A new editorial essay paired with results from a recent study done by reproductive health researchers say a contraception option like this could be an important way to help women regulate their reproductive functions. However, the essay says conservative opposition is holding development back and preventing such a pill for reaching the market, according to The Week.
With the difficulties post-sex birth control options have sometimes faced getting to market in the past, it is not a great surprise that a pill like this would face strong opposition. Much of this has roots in a misguided view of post-fertilization birth control methods as "bad" or "wrong," one of the lead researchers, Elizabeth Raymond, argues. She points out that some long-lasting post-fertilization birth control options have long been on the legal market such as IUDs.
So how does it work?
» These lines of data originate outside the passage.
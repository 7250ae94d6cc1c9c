//! Image-text layer: text recognition over prominent images.
//!
//! The expensive strategy. It only runs when the orchestrator's
//! preliminary confidence falls below the trigger threshold, inspects a
//! bounded number of large images (flyers and posters), and re-applies
//! the text-pattern catalog to whatever the recognizer returns.
//! Recognized text is noisy, so every reported confidence is capped
//! below the structural layers' ceiling.

use async_trait::async_trait;
use std::sync::Arc;
use tracing::{debug, warn};

use crate::error::LayerResult;
use crate::traits::{Document, TextRecognizer};
use crate::types::{Confidence, LayerId, LayerOutput, Scored};

use super::text_patterns::TextPatterns;
use super::Layer;

/// Ceiling for anything this layer reports.
const CONFIDENCE_CAP: u8 = 75;

/// Minimum intrinsic edge for an image to count as prominent.
const MIN_EDGE: u32 = 200;

/// Widest aspect ratio still plausible for a flyer.
const MAX_ASPECT: f64 = 3.0;

/// Layer 6: conditional text recognition over prominent images.
pub struct ImageTextLayer<R: TextRecognizer> {
    recognizer: Arc<R>,
    max_images: usize,
    patterns: TextPatterns,
}

impl<R: TextRecognizer> ImageTextLayer<R> {
    pub fn new(recognizer: Arc<R>, max_images: usize) -> Self {
        Self {
            recognizer,
            max_images,
            patterns: TextPatterns::new(),
        }
    }
}

#[async_trait]
impl<R: TextRecognizer> Layer for ImageTextLayer<R> {
    fn id(&self) -> LayerId {
        LayerId::ImageText
    }

    async fn extract(&self, doc: &dyn Document) -> LayerResult<LayerOutput> {
        let mut out = LayerOutput::empty(self.id());

        let mut images: Vec<_> = doc
            .select("img")
            .await?
            .into_iter()
            .filter_map(|el| {
                let src = el.attr("src").or_else(|| el.attr("data-src"))?.to_string();
                let area = el.area()?;
                let (w, h) = (el.natural_width?, el.natural_height?);
                if w < MIN_EDGE || h < MIN_EDGE {
                    return None;
                }
                let aspect = w.max(h) as f64 / w.min(h) as f64;
                if aspect > MAX_ASPECT {
                    return None;
                }
                Some((src, area))
            })
            .collect();

        // Largest first, bounded to keep worst-case latency flat
        images.sort_by(|a, b| b.1.cmp(&a.1));
        images.truncate(self.max_images);

        if images.is_empty() {
            debug!("no prominent images to inspect");
            return Ok(out);
        }

        let mut recognized = String::new();
        let mut inspected = Vec::new();
        let mut factor_sum = 0.0f32;
        let mut factor_count = 0u32;

        for (src, _) in &images {
            let resolved = resolve_url(doc.url(), src);
            let bytes = match doc.image_bytes(&resolved).await {
                Ok(bytes) => bytes,
                Err(e) => {
                    warn!(image = %resolved, error = %e, "image fetch failed");
                    continue;
                }
            };

            let recognition = self.recognizer.recognize(&bytes).await?;
            if recognition.has_text() {
                if !recognized.is_empty() {
                    recognized.push('\n');
                }
                recognized.push_str(recognition.text.trim());
                factor_sum += recognition.confidence.unwrap_or(1.0);
                factor_count += 1;
            }
            inspected.push(resolved);
        }

        if !inspected.is_empty() {
            out.image_urls = Some(Scored::new(
                inspected,
                Confidence::new(65).cap(Confidence::new(CONFIDENCE_CAP)),
            ));
        }

        if recognized.is_empty() {
            debug!(inspected = images.len(), "no text recognized");
            return Ok(out);
        }

        let factor = if factor_count > 0 {
            factor_sum / factor_count as f32
        } else {
            1.0
        };

        let findings = self.patterns.scan(&recognized);
        out.date = shade(findings.date, factor);
        out.end_date = shade(findings.end_date, factor);
        out.start_time = shade(findings.start_time, factor);
        out.end_time = shade(findings.end_time, factor);
        out.price = shade(findings.price, factor);
        out.free = shade(findings.free, factor);
        out.phone = shade(findings.phone, factor);
        out.email = shade(findings.email, factor);
        out.address = shade(findings.address, factor);

        // On a flyer the first substantial line is usually the title
        if let Some(line) = recognized
            .lines()
            .map(str::trim)
            .find(|l| l.chars().count() >= 3 && l.chars().count() <= 80)
        {
            out.title = shade(Some(Scored::new(line.to_string(), 60)), factor);
        }

        debug!(
            fields = out.present_fields().len(),
            chars = recognized.len(),
            "recognized text scanned"
        );
        Ok(out)
    }
}

/// Shade a finding by the recognizer's own confidence, then cap it.
fn shade<T>(scored: Option<Scored<T>>, factor: f32) -> Option<Scored<T>> {
    scored.map(|s| Scored {
        confidence: s.confidence.scale(factor).cap(Confidence::new(CONFIDENCE_CAP)),
        value: s.value,
    })
}

fn resolve_url(base: &str, src: &str) -> String {
    match url::Url::parse(base).and_then(|b| b.join(src)) {
        Ok(resolved) => resolved.to_string(),
        Err(_) => src.to_string(),
    }
}

#[cfg(test)]
mod tests {
    use super::*;
    use crate::testing::{MockDocument, MockRecognizer};
    use crate::traits::ElementSnapshot;

    fn flyer(src: &str, w: u32, h: u32) -> ElementSnapshot {
        ElementSnapshot::new("").with_attr("src", src).with_dimensions(w, h)
    }

    #[tokio::test]
    async fn test_recognizes_flyer_text() {
        let doc = MockDocument::new("https://venue.com/events")
            .with_elements("img", vec![flyer("/flyers/june.png", 800, 1200)])
            .with_image("https://venue.com/flyers/june.png", vec![1, 2, 3]);
        let recognizer = MockRecognizer::new()
            .with_text(vec![1, 2, 3], "SUMMER BASH\nJune 6, 2025\nDoors 7pm show 8pm\n$15");

        let layer = ImageTextLayer::new(Arc::new(recognizer), 3);
        let out = layer.extract(&doc).await.unwrap();

        assert_eq!(out.title.as_ref().unwrap().value, "SUMMER BASH");
        assert_eq!(out.date.as_ref().unwrap().value, "2025-06-06");
        assert_eq!(out.start_time.as_ref().unwrap().value, "20:00:00");
        assert_eq!(out.price.as_ref().unwrap().value, 15.0);
    }

    #[tokio::test]
    async fn test_confidence_capped() {
        let doc = MockDocument::new("https://venue.com")
            .with_elements("img", vec![flyer("/f.png", 500, 500)])
            .with_image("https://venue.com/f.png", vec![9]);
        let recognizer = MockRecognizer::new().with_text(vec![9], "Event on 2025-06-06");

        let layer = ImageTextLayer::new(Arc::new(recognizer), 3);
        let out = layer.extract(&doc).await.unwrap();

        // Raw pattern confidence 85, capped at the layer ceiling
        assert_eq!(out.date.unwrap().confidence.get(), 75);
    }

    #[tokio::test]
    async fn test_small_and_skinny_images_skipped() {
        let doc = MockDocument::new("https://venue.com").with_elements(
            "img",
            vec![
                flyer("/icon.png", 64, 64),
                flyer("/divider.png", 1200, 40),
            ],
        );
        let recognizer = MockRecognizer::new();

        let layer = ImageTextLayer::new(Arc::new(recognizer), 3);
        let out = layer.extract(&doc).await.unwrap();

        assert!(out.is_empty());
    }

    #[tokio::test]
    async fn test_image_cap_bounds_inspection() {
        let doc = MockDocument::new("https://venue.com")
            .with_elements(
                "img",
                vec![
                    flyer("/a.png", 1000, 1000),
                    flyer("/b.png", 900, 900),
                    flyer("/c.png", 800, 800),
                ],
            )
            .with_image("https://venue.com/a.png", vec![1])
            .with_image("https://venue.com/b.png", vec![2])
            .with_image("https://venue.com/c.png", vec![3]);
        let recognizer = MockRecognizer::new();

        let layer = ImageTextLayer::new(Arc::new(recognizer.clone()), 2);
        let _ = layer.extract(&doc).await.unwrap();

        assert_eq!(recognizer.call_count(), 2);
    }

    #[tokio::test]
    async fn test_recognizer_outage_surfaces_as_layer_error() {
        use crate::error::RecognizerError;
        use crate::traits::recognizer::MockTextRecognizer;

        let doc = MockDocument::new("https://venue.com")
            .with_elements("img", vec![flyer("/f.png", 500, 500)])
            .with_image("https://venue.com/f.png", vec![9]);
        let mut recognizer = MockTextRecognizer::new();
        recognizer
            .expect_recognize()
            .returning(|_| Err(RecognizerError::Unavailable("backend down".into())));

        let layer = ImageTextLayer::new(Arc::new(recognizer), 3);

        // The runner turns this into a failure marker; the layer itself
        // reports the error
        assert!(layer.extract(&doc).await.is_err());
    }

    #[tokio::test]
    async fn test_recognizer_confidence_shades_fields() {
        let doc = MockDocument::new("https://venue.com")
            .with_elements("img", vec![flyer("/f.png", 500, 500)])
            .with_image("https://venue.com/f.png", vec![9]);
        let recognizer = MockRecognizer::new().with_recognition(
            vec![9],
            crate::traits::Recognition::new("show 2025-06-06").with_confidence(0.5),
        );

        let layer = ImageTextLayer::new(Arc::new(recognizer), 3);
        let out = layer.extract(&doc).await.unwrap();

        // 85 scaled by 0.5, rounded
        assert_eq!(out.date.unwrap().confidence.get(), 43);
    }
}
Unlike the "morning after" pill, also known as Plan B, which only works within a 72 hour period, the proposed new birth control pill could be taken up to a month after conception. The larger window means more women would have access to birth control, StyleCaster reports. For some women, finding a pharmacy that carries morning after pills or being able to pay for them may take more than Plan B's three-day limit.
It would also allow women much more flexibility in the way they use birth control. The pill would only be taken once a month, regardless of how often or when a woman chooses to have sex. It could even be used after a woman has already missed her period.
Authors of the essay say that the new pill would benefit men too. They say it could eliminate the "conceptual and logistical challenge" of getting and using contraception before sex.
What do you think? Would you support this new monthly birth control pill reaching the market? Would you consider using it yourself?